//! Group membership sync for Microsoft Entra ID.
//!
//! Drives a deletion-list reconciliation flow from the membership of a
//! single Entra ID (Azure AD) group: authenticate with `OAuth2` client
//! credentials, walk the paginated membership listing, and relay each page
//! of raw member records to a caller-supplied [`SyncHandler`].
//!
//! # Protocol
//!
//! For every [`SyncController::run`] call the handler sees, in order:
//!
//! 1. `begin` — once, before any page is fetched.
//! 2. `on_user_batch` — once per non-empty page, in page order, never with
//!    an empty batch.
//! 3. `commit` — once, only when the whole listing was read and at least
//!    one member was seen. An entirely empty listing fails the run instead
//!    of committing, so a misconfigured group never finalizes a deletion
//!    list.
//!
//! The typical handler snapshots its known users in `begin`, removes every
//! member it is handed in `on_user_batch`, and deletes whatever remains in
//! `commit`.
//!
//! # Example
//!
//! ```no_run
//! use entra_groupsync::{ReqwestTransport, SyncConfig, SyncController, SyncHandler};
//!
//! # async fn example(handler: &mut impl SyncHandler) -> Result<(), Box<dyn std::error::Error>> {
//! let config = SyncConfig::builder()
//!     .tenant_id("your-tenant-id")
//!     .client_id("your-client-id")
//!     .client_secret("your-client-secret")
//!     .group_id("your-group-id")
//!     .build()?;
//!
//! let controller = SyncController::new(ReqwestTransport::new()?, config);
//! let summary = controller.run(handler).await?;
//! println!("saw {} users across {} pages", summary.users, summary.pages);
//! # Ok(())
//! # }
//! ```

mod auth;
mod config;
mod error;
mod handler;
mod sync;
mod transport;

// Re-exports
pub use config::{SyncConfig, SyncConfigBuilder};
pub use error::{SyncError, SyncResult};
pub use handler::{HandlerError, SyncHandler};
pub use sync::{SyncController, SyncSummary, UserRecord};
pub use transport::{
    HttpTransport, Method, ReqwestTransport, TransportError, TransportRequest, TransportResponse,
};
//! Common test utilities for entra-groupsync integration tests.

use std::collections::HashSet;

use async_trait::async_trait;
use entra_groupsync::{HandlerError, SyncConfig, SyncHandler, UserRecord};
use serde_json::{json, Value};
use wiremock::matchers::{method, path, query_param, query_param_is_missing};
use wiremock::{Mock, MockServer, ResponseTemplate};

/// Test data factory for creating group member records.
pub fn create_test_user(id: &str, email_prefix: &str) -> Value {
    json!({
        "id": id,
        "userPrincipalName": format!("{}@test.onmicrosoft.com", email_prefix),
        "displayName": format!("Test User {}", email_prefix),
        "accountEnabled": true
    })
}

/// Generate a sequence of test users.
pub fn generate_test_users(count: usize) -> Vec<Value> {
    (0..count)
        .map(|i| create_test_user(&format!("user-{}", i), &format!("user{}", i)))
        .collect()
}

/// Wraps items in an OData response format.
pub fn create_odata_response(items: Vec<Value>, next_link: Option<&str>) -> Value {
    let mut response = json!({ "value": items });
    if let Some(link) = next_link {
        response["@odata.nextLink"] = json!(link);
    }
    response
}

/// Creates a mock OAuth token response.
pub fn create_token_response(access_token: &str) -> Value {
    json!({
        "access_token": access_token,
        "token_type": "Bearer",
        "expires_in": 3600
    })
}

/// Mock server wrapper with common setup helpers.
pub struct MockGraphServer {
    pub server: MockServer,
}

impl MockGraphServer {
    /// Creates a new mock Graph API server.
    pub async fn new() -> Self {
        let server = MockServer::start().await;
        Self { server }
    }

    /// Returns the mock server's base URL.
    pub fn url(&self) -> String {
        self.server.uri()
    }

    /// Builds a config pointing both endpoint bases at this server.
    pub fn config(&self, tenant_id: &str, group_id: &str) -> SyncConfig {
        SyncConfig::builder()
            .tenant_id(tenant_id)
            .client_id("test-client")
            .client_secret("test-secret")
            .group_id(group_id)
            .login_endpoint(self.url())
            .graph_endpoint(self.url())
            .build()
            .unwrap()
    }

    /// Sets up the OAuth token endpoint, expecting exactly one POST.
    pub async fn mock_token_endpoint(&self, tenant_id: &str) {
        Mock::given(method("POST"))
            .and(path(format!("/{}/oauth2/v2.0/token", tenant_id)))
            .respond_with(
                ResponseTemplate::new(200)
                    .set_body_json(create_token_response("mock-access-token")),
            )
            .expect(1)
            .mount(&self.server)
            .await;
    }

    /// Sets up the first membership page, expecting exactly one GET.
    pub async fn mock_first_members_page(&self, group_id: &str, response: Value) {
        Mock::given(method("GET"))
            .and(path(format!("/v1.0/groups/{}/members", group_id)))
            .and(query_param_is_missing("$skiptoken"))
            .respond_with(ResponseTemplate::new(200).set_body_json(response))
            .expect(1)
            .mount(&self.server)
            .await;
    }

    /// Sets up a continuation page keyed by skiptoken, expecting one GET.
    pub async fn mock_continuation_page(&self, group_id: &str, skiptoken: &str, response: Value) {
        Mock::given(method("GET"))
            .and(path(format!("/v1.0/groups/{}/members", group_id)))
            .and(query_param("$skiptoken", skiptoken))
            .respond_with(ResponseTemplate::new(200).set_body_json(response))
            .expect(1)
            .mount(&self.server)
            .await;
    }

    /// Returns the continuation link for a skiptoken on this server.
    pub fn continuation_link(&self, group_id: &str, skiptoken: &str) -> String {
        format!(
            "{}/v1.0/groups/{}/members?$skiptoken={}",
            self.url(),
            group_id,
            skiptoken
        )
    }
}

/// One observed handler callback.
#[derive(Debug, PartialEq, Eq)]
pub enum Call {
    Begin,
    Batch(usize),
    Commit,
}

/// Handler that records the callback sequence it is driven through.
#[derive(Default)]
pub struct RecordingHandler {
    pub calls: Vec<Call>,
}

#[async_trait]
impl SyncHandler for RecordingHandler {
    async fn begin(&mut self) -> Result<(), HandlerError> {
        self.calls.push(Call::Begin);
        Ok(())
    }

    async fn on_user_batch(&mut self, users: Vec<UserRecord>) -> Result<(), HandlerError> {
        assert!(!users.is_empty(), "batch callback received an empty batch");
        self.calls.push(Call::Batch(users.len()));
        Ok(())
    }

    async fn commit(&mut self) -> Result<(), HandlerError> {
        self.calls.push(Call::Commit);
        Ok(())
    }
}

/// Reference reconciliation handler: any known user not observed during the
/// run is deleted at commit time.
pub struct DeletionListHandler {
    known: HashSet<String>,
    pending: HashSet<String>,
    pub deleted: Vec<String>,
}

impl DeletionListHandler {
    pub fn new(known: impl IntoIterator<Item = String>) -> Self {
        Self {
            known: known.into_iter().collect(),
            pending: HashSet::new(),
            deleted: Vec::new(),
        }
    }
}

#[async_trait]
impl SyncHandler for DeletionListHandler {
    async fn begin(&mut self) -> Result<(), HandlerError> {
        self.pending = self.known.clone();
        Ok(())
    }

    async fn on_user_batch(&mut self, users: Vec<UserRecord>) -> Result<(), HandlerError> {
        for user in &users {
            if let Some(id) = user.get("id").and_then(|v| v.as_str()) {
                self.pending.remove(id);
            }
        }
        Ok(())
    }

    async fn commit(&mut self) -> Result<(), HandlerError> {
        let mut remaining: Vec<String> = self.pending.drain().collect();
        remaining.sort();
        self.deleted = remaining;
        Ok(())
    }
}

....

### What to do
For every line in the data above that holds "derive", return the line itself.

### Output for this exercise
#[derive(Debug, PartialEq, Eq)]
#[derive(Default)]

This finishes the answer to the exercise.